Objective To explore the clinical efficacy of Roxadustat versus recombinant human erythropoietin in peritoneal dialysis (PD) patients with renal anemia in the real world.
Methods A total of 90 PD patients regularly visiting from October 2020 to October 2021 were selected. According to different treatment options, they were divided into two groups of control (recombinant human erythropoietin, n=39) and experiment (Roxadustat group, n=44). Control group received a subcutaneous injection of rHuEPO 100-150 IU/kg thrice a week. Experiment group received Roxadustat capsule orally at 100 mg for body weight <60 kg and 120 mg thrice a week for body weight ≥60 kg. At the beginning of follow-ups, blood routine was examined every 4 weeks and iron metabolism, biochemical and other laboratory parameters were measured at Week 12/24. The total treatment course was 24 weeks. The improvements of anemia, iron metabolism and biochemical parameters in two groups were recorded.

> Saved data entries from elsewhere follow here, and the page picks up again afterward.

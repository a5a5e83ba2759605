//! Room invitations: offer, response, and bulk expiry on room finish.

pub mod respond;
pub mod send;

use rusqlite::Connection;

use crate::db::models::{Invitation, InvitationStatus};
use crate::error::ApiError;

pub(crate) fn row_to_invitation(row: &rusqlite::Row<'_>) -> rusqlite::Result<Invitation> {
    Ok(Invitation {
        id: row.get(0)?,
        room_id: row.get(1)?,
        sender_id: row.get(2)?,
        receiver_id: row.get(3)?,
        status: InvitationStatus::from_str(&row.get::<_, String>(4)?)
            .unwrap_or(InvitationStatus::Expired),
        created_at: row.get(5)?,
        responded_at: row.get(6)?,
    })
}

pub(crate) const INVITATION_COLS: &str =
    "id, room_id, sender_id, receiver_id, status, created_at, responded_at";

/// Bulk-expire all PENDING invitations for a room.
///
/// Called only from the finish transition, inside the same transaction that
/// flips the room to FINISHED — the two facts (room finished, invitations
/// closed) are never observable apart.
pub fn expire_all_for_room(conn: &Connection, room_id: &str) -> Result<usize, ApiError> {
    let now = chrono::Utc::now().to_rfc3339();
    let expired = conn.execute(
        "UPDATE room_invitations SET status = 'expired', responded_at = ?2
         WHERE room_id = ?1 AND status = 'pending'",
        rusqlite::params![room_id, now],
    )?;
    if expired > 0 {
        tracing::debug!(room_id = %room_id, expired, "expired pending invitations");
    }
    Ok(expired)
}
//! Connection-level participant queries and mutations.
//!
//! All functions here operate on an already-locked rusqlite Connection so
//! they can run inside a caller's transaction. Anything that touches a
//! capacity or status invariant must be called while holding the room's
//! exclusive lock (rooms::locks).

use chrono::Utc;
use rusqlite::Connection;
use uuid::Uuid;

use crate::config::RoomPolicy;
use crate::db::models::{ConnectionStatus, Participant, RoomStatus};
use crate::error::ApiError;
use crate::rooms::load_room;

fn row_to_participant(row: &rusqlite::Row<'_>) -> rusqlite::Result<Participant> {
    Ok(Participant {
        id: row.get(0)?,
        room_id: row.get(1)?,
        user_id: row.get(2)?,
        connection_status: ConnectionStatus::from_str(&row.get::<_, String>(3)?)
            .unwrap_or(ConnectionStatus::Exited),
        joined_at: row.get(4)?,
        disconnected_at: row.get(5)?,
    })
}

const PARTICIPANT_COLS: &str =
    "id, room_id, user_id, connection_status, joined_at, disconnected_at";

/// Look up a participant row for (room, user), if one exists.
pub fn get_participant(
    conn: &Connection,
    room_id: &str,
    user_id: &str,
) -> Result<Option<Participant>, ApiError> {
    let result = conn.query_row(
        &format!(
            "SELECT {PARTICIPANT_COLS} FROM room_participants
             WHERE room_id = ?1 AND user_id = ?2"
        ),
        [room_id, user_id],
        |row| row_to_participant(row),
    );
    match result {
        Ok(p) => Ok(Some(p)),
        Err(rusqlite::Error::QueryReturnedNoRows) => Ok(None),
        Err(e) => Err(e.into()),
    }
}

/// Count occupied seats: ACTIVE plus DISCONNECTED. A disconnected
/// participant keeps their seat until the grace-period sweep exits them.
pub fn count_seated(conn: &Connection, room_id: &str) -> Result<i64, ApiError> {
    let count = conn.query_row(
        "SELECT COUNT(*) FROM room_participants
         WHERE room_id = ?1 AND connection_status IN ('active', 'disconnected')",
        [room_id],
        |row| row.get(0),
    )?;
    Ok(count)
}

/// All participants with ACTIVE connection status, in join order.
pub fn list_active(conn: &Connection, room_id: &str) -> Result<Vec<Participant>, ApiError> {
    let mut stmt = conn.prepare(&format!(
        "SELECT {PARTICIPANT_COLS} FROM room_participants
         WHERE room_id = ?1 AND connection_status = 'active'
         ORDER BY joined_at"
    ))?;
    let participants = stmt
        .query_map([room_id], |row| row_to_participant(row))?
        .collect::<Result<Vec<_>, _>>()?;
    Ok(participants)
}

/// Insert a fresh ACTIVE participant row.
pub fn insert_participant(
    conn: &Connection,
    room_id: &str,
    user_id: &str,
) -> Result<Participant, ApiError> {
    let id = Uuid::now_v7().to_string();
    let now = Utc::now().to_rfc3339();

    conn.execute(
        "INSERT INTO room_participants (id, room_id, user_id, connection_status, joined_at)
         VALUES (?1, ?2, ?3, 'active', ?4)",
        rusqlite::params![id, room_id, user_id, now],
    )?;

    Ok(Participant {
        id,
        room_id: room_id.to_string(),
        user_id: user_id.to_string(),
        connection_status: ConnectionStatus::Active,
        joined_at: now,
        disconnected_at: None,
    })
}

/// Set a participant's connection status. Clears the disconnect timestamp
/// unless the new status is DISCONNECTED.
pub fn set_status(
    conn: &Connection,
    room_id: &str,
    user_id: &str,
    status: ConnectionStatus,
) -> Result<usize, ApiError> {
    let disconnected_at = match status {
        ConnectionStatus::Disconnected => Some(Utc::now().to_rfc3339()),
        _ => None,
    };
    let rows = conn.execute(
        "UPDATE room_participants SET connection_status = ?3, disconnected_at = ?4
         WHERE room_id = ?1 AND user_id = ?2",
        rusqlite::params![room_id, user_id, status.as_str(), disconnected_at],
    )?;
    Ok(rows)
}

/// Join semantics, run under the room's exclusive lock.
///
/// Outcome by existing row:
/// - none: capacity-checked insert
/// - ACTIVE: idempotent, returns the existing row
/// - DISCONNECTED: reconnect without invitation, seat was already held
/// - EXITED: re-entry only via accepted invitation, or bare join when the
///   allow_rejoin_after_exit policy flag is set; capacity-checked again
///   because the seat was freed on exit
/// `newly_active` is false only for the idempotent already-ACTIVE case, so
/// callers can avoid re-announcing a join that changed nothing.
pub fn join_room_tx(
    conn: &Connection,
    policy: &RoomPolicy,
    room_id: &str,
    user_id: &str,
    via_invitation: bool,
) -> Result<(Participant, bool), ApiError> {
    let room = load_room(conn, room_id)?;
    if room.status == RoomStatus::Finished {
        return Err(ApiError::RoomNotJoinable);
    }

    match get_participant(conn, room_id, user_id)? {
        Some(p) if p.connection_status == ConnectionStatus::Active => Ok((p, false)),
        Some(p) if p.connection_status == ConnectionStatus::Disconnected => {
            set_status(conn, room_id, user_id, ConnectionStatus::Active)?;
            Ok((
                Participant {
                    connection_status: ConnectionStatus::Active,
                    disconnected_at: None,
                    ..p
                },
                true,
            ))
        }
        Some(p) => {
            // EXITED (voluntarily left or kicked)
            if !via_invitation && !policy.allow_rejoin_after_exit {
                return Err(ApiError::RoomNotJoinable);
            }
            if count_seated(conn, room_id)? >= room.capacity {
                return Err(ApiError::RoomFull);
            }
            set_status(conn, room_id, user_id, ConnectionStatus::Active)?;
            Ok((
                Participant {
                    connection_status: ConnectionStatus::Active,
                    disconnected_at: None,
                    ..p
                },
                true,
            ))
        }
        None => {
            if count_seated(conn, room_id)? >= room.capacity {
                return Err(ApiError::RoomFull);
            }
            Ok((insert_participant(conn, room_id, user_id)?, true))
        }
    }
}
use std::time::Duration;

use async_trait::async_trait;
use reqwest::StatusCode;

use super::types::{ThreadListResponse, ThreadResponse};
use super::{EdApiError, ForumApi, ThreadDetail, ThreadSummary};

/// HTTP client for the Ed API.
///
/// Authentication is an opaque token sent as the `x-token` header on every
/// request; there is no session refresh.
#[derive(Debug, Clone)]
pub struct EdClient {
    http: reqwest::Client,
    base_url: String,
    token: String,
}

impl EdClient {
    /// Build a client for the given API base URL and token.
    ///
    /// # Errors
    ///
    /// Returns an error if the underlying HTTP client cannot be constructed.
    pub fn new(base_url: &str, token: &str) -> Result<Self, EdApiError> {
        let http = reqwest::Client::builder()
            .timeout(Duration::from_secs(30))
            .build()?;
        Ok(Self {
            http,
            base_url: base_url.trim_end_matches('/').to_string(),
            token: token.to_string(),
        })
    }

    fn get(&self, endpoint: &str) -> reqwest::RequestBuilder {
        self.http
            .get(format!("{}{endpoint}", self.base_url))
            .header("x-token", &self.token)
            .header("User-Agent", "ed-showcase/0.1")
    }
}

#[async_trait]
impl ForumApi for EdClient {
    async fn login(&self) -> Result<(), EdApiError> {
        let response = self.get("/user").send().await?;
        if response.status().is_success() {
            Ok(())
        } else {
            Err(EdApiError::Auth(format!(
                "token rejected with status {}",
                response.status()
            )))
        }
    }

    async fn list_threads(
        &self,
        course_id: u64,
        limit: usize,
        offset: usize,
    ) -> Result<Vec<ThreadSummary>, EdApiError> {
        let endpoint = format!("/courses/{course_id}/threads");
        let response = self
            .get(&endpoint)
            .query(&[("limit", limit), ("offset", offset)])
            .send()
            .await?;
        if !response.status().is_success() {
            return Err(EdApiError::Status {
                endpoint,
                status: response.status(),
            });
        }
        let body: ThreadListResponse = response.json().await?;
        Ok(body.threads)
    }

    async fn get_thread(&self, thread_id: u64) -> Result<ThreadDetail, EdApiError> {
        let endpoint = format!("/threads/{thread_id}");
        let response = self.get(&endpoint).send().await?;
        if response.status() == StatusCode::NOT_FOUND {
            return Err(EdApiError::NotFound(thread_id));
        }
        if !response.status().is_success() {
            return Err(EdApiError::Status {
                endpoint,
                status: response.status(),
            });
        }
        let body: ThreadResponse = response.json().await?;
        Ok(body.thread)
    }
}
//! Site Assembler: embeds the collected posts JSON into an HTML template.
//!
//! The template carries one placeholder statement whose empty-array literal
//! is replaced by the serialized post array; every other byte of the
//! template passes through unchanged.

use std::io;
use std::path::{Path, PathBuf};

use once_cell::sync::Lazy;
use regex::Regex;
use serde::Serialize;
use thiserror::Error;

/// Exact placeholder statement expected in the template.
pub const PLACEHOLDER: &str = "const POSTS_DATA = []; // DATA_PLACEHOLDER";

/// Whitespace-tolerant form of the placeholder statement; the trailing
/// comment is optional.
static PLACEHOLDER_RE: Lazy<Regex> = Lazy::new(|| {
    Regex::new(r"const POSTS_DATA\s*=\s*\[\];(\s*//\s*DATA_PLACEHOLDER)?")
        .expect("Invalid placeholder regex")
});

#[derive(Debug, Error)]
pub enum SiteError {
    #[error("posts file not found: {0}")]
    MissingPosts(PathBuf),
    #[error("template file not found: {0}")]
    MissingTemplate(PathBuf),
    #[error("failed to read {path}")]
    Read {
        path: PathBuf,
        #[source]
        source: io::Error,
    },
    #[error("failed to write {path}")]
    Write {
        path: PathBuf,
        #[source]
        source: io::Error,
    },
    #[error("failed to decode posts JSON: {0}")]
    Decode(#[from] serde_json::Error),
    #[error("POSTS_DATA placeholder not found in template")]
    PlaceholderNotFound,
}

/// Build the final page from the posts document and the template, writing it
/// to `output_path`. Returns the number of embedded posts.
///
/// # Errors
///
/// Fails without writing any output when an input file is missing, the posts
/// document is not a valid JSON array, or the placeholder cannot be located.
pub fn assemble(
    posts_path: &Path,
    template_path: &Path,
    output_path: &Path,
) -> Result<usize, SiteError> {
    if !posts_path.exists() {
        return Err(SiteError::MissingPosts(posts_path.to_path_buf()));
    }
    if !template_path.exists() {
        return Err(SiteError::MissingTemplate(template_path.to_path_buf()));
    }

    let raw = std::fs::read_to_string(posts_path).map_err(|source| SiteError::Read {
        path: posts_path.to_path_buf(),
        source,
    })?;
    let posts: Vec<serde_json::Value> = serde_json::from_str(&raw)?;

    let template = std::fs::read_to_string(template_path).map_err(|source| SiteError::Read {
        path: template_path.to_path_buf(),
        source,
    })?;

    let replacement = format!("const POSTS_DATA = {};", embedded_json(&posts)?);
    let html = if template.contains(PLACEHOLDER) {
        template.replace(PLACEHOLDER, &replacement)
    } else if PLACEHOLDER_RE.is_match(&template) {
        PLACEHOLDER_RE
            .replace(&template, regex::NoExpand(&replacement))
            .into_owned()
    } else {
        return Err(SiteError::PlaceholderNotFound);
    };

    std::fs::write(output_path, html).map_err(|source| SiteError::Write {
        path: output_path.to_path_buf(),
        source,
    })?;

    Ok(posts.len())
}

/// Serialize the posts in the embedded wire shape: single line, `", "` after
/// each element and `": "` after each key, non-ASCII left unescaped.
fn embedded_json(posts: &[serde_json::Value]) -> Result<String, SiteError> {
    let mut buf = Vec::new();
    let mut serializer = serde_json::Serializer::with_formatter(&mut buf, SpacedFormatter);
    posts.serialize(&mut serializer)?;
    Ok(String::from_utf8(buf).expect("serde_json produces valid UTF-8"))
}

/// Compact JSON formatter with a space after separators, matching the output
/// shape the showcase page was built against.
struct SpacedFormatter;

impl serde_json::ser::Formatter for SpacedFormatter {
    fn begin_array_value<W>(&mut self, writer: &mut W, first: bool) -> io::Result<()>
    where
        W: ?Sized + io::Write,
    {
        if first {
            Ok(())
        } else {
            writer.write_all(b", ")
        }
    }

    fn begin_object_key<W>(&mut self, writer: &mut W, first: bool) -> io::Result<()>
    where
        W: ?Sized + io::Write,
    {
        if first {
            Ok(())
        } else {
            writer.write_all(b", ")
        }
    }

    fn begin_object_value<W>(&mut self, writer: &mut W) -> io::Result<()>
    where
        W: ?Sized + io::Write,
    {
        writer.write_all(b": ")
    }
}

#[cfg(test)]
mod tests {
    use super::*;

    const TEMPLATE: &str = concat!(
        "<html><head><title>Showcase</title></head>\n",
        "<body><script>\n",
        "const POSTS_DATA = []; // DATA_PLACEHOLDER\n",
        "render(POSTS_DATA);\n",
        "</script></body></html>\n"
    );

    fn write_file(dir: &Path, name: &str, contents: &str) -> PathBuf {
        let path = dir.join(name);
        std::fs::write(&path, contents).unwrap();
        path
    }

    #[test]
    fn test_round_trip_exact_placeholder() {
        let dir = tempfile::tempdir().unwrap();
        let posts = write_file(dir.path(), "posts.json", r#"[{"id":1}]"#);
        let template = write_file(dir.path(), "template.html", TEMPLATE);
        let output = dir.path().join("index.html");

        let count = assemble(&posts, &template, &output).unwrap();
        assert_eq!(count, 1);

        let html = std::fs::read_to_string(&output).unwrap();
        assert!(html.contains(r#"const POSTS_DATA = [{"id": 1}];"#));
        // Everything outside the placeholder line is byte-identical.
        assert_eq!(
            html.replace(r#"const POSTS_DATA = [{"id": 1}];"#, PLACEHOLDER),
            TEMPLATE
        );
    }

    #[test]
    fn test_whitespace_tolerant_placeholder() {
        let dir = tempfile::tempdir().unwrap();
        let posts = write_file(dir.path(), "posts.json", "[]");
        let template = write_file(
            dir.path(),
            "template.html",
            "<script>const POSTS_DATA  =  [];   //  DATA_PLACEHOLDER</script>",
        );
        let output = dir.path().join("index.html");

        let count = assemble(&posts, &template, &output).unwrap();
        assert_eq!(count, 0);
        let html = std::fs::read_to_string(&output).unwrap();
        assert!(html.contains("const POSTS_DATA = [];"));
        assert!(!html.contains("DATA_PLACEHOLDER"));
    }

    #[test]
    fn test_placeholder_without_comment() {
        let dir = tempfile::tempdir().unwrap();
        let posts = write_file(dir.path(), "posts.json", r#"[{"id":7}]"#);
        let template = write_file(
            dir.path(),
            "template.html",
            "<script>const POSTS_DATA = [];</script>",
        );
        let output = dir.path().join("index.html");

        assemble(&posts, &template, &output).unwrap();
        let html = std::fs::read_to_string(&output).unwrap();
        assert!(html.contains(r#"const POSTS_DATA = [{"id": 7}];"#));
    }

    #[test]
    fn test_missing_posts_file_writes_nothing() {
        let dir = tempfile::tempdir().unwrap();
        let template = write_file(dir.path(), "template.html", TEMPLATE);
        let output = dir.path().join("index.html");

        let result = assemble(&dir.path().join("absent.json"), &template, &output);
        assert!(matches!(result, Err(SiteError::MissingPosts(_))));
        assert!(!output.exists());
    }

    #[test]
    fn test_missing_template_writes_nothing() {
        let dir = tempfile::tempdir().unwrap();
        let posts = write_file(dir.path(), "posts.json", "[]");
        let output = dir.path().join("index.html");

        let result = assemble(&posts, &dir.path().join("absent.html"), &output);
        assert!(matches!(result, Err(SiteError::MissingTemplate(_))));
        assert!(!output.exists());
    }

    #[test]
    fn test_malformed_json_is_fatal() {
        let dir = tempfile::tempdir().unwrap();
        let posts = write_file(dir.path(), "posts.json", "{not json");
        let template = write_file(dir.path(), "template.html", TEMPLATE);
        let output = dir.path().join("index.html");

        let result = assemble(&posts, &template, &output);
        assert!(matches!(result, Err(SiteError::Decode(_))));
        assert!(!output.exists());
    }

    #[test]
    fn test_unlocatable_placeholder_is_fatal() {
        let dir = tempfile::tempdir().unwrap();
        let posts = write_file(dir.path(), "posts.json", "[]");
        let template = write_file(dir.path(), "template.html", "<html>no marker</html>");
        let output = dir.path().join("index.html");

        let result = assemble(&posts, &template, &output);
        assert!(matches!(result, Err(SiteError::PlaceholderNotFound)));
        assert!(!output.exists());
    }

    #[test]
    fn test_embedded_json_spacing_and_unicode() {
        let posts: Vec<serde_json::Value> =
            serde_json::from_str(r#"[{"id": 1, "tags": ["Café", "Math"]}]"#).unwrap();
        let json = embedded_json(&posts).unwrap();
        assert_eq!(json, r#"[{"id": 1, "tags": ["Café", "Math"]}]"#);
    }

    #[test]
    fn test_embedded_json_dollar_signs_survive_regex_path() {
        let dir = tempfile::tempdir().unwrap();
        let posts = write_file(dir.path(), "posts.json", r#"[{"content":"costs $5"}]"#);
        let template = write_file(
            dir.path(),
            "template.html",
            "<script>const POSTS_DATA =  []; // DATA_PLACEHOLDER</script>",
        );
        let output = dir.path().join("index.html");

        assemble(&posts, &template, &output).unwrap();
        let html = std::fs::read_to_string(&output).unwrap();
        assert!(html.contains(r#"costs $5"#));
    }
}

Results After 24-week follow-ups, 44 cases in experiment group and 39 cases in control group completed this study. At Week 24, hemoglobin (Hb) level of experimental group was significantly higher than that of control group (120.02 ± 17.79)g/L vs (113.13 ± 9.40) g/L, P=0.028. At the end of follow-ups, the levels of transferrin (2.86 ± 0.57)g/L vs (2.17 ± 0.37) g/L, P<0.001, serum iron (19.94 ± 5.11) μmol/Lvs (15.52 ± 7.46) μmol/L, P=0.002 and total iron binding capacity (61.29 ± 16.77) μmol/L vs (54.68 ± 12.50) μmol/L, P=0.047 were higher in experimental group than those in control group while transferrin saturation was significantly lower than that in control group (12.67 ± 4.30)% vs (20.64 ± 6.56)%,P<0.001. No significant inter-group difference existed in ferritin (P=0.743). Total cholesterol (3.45 ± 0.90) mmol/L vs (4.42 ± 0.99) mmol/L, P<0.001 and triglycerides (0.95 ± 0.30) mmol/Lvs (1.24 ± 0.59) mmol/L, P=0.007 were significantly lower in experimental group than those in control group. C-reactive protein (CRP) level was significantly lower in experimental group than that pre-treatment 0.51(0.23, 2.34) mg/L vs 2.42(0.59, 9.89) mg/L, P=0.001 while no significant difference existed in control group (P=0.968). Within 24 weeks of follow-up, no significant inter-group statistical differences existed in total protein, albumin, serum creatinine, serum kalium, serum phosphorus or serum calcium.
Conclusion Clinical efficacy of Roxadustat is not inferior to that of erythropoietin in improving anemia, iron metabolism, inflammation and lipid metabolism with renal anemia in PD patients.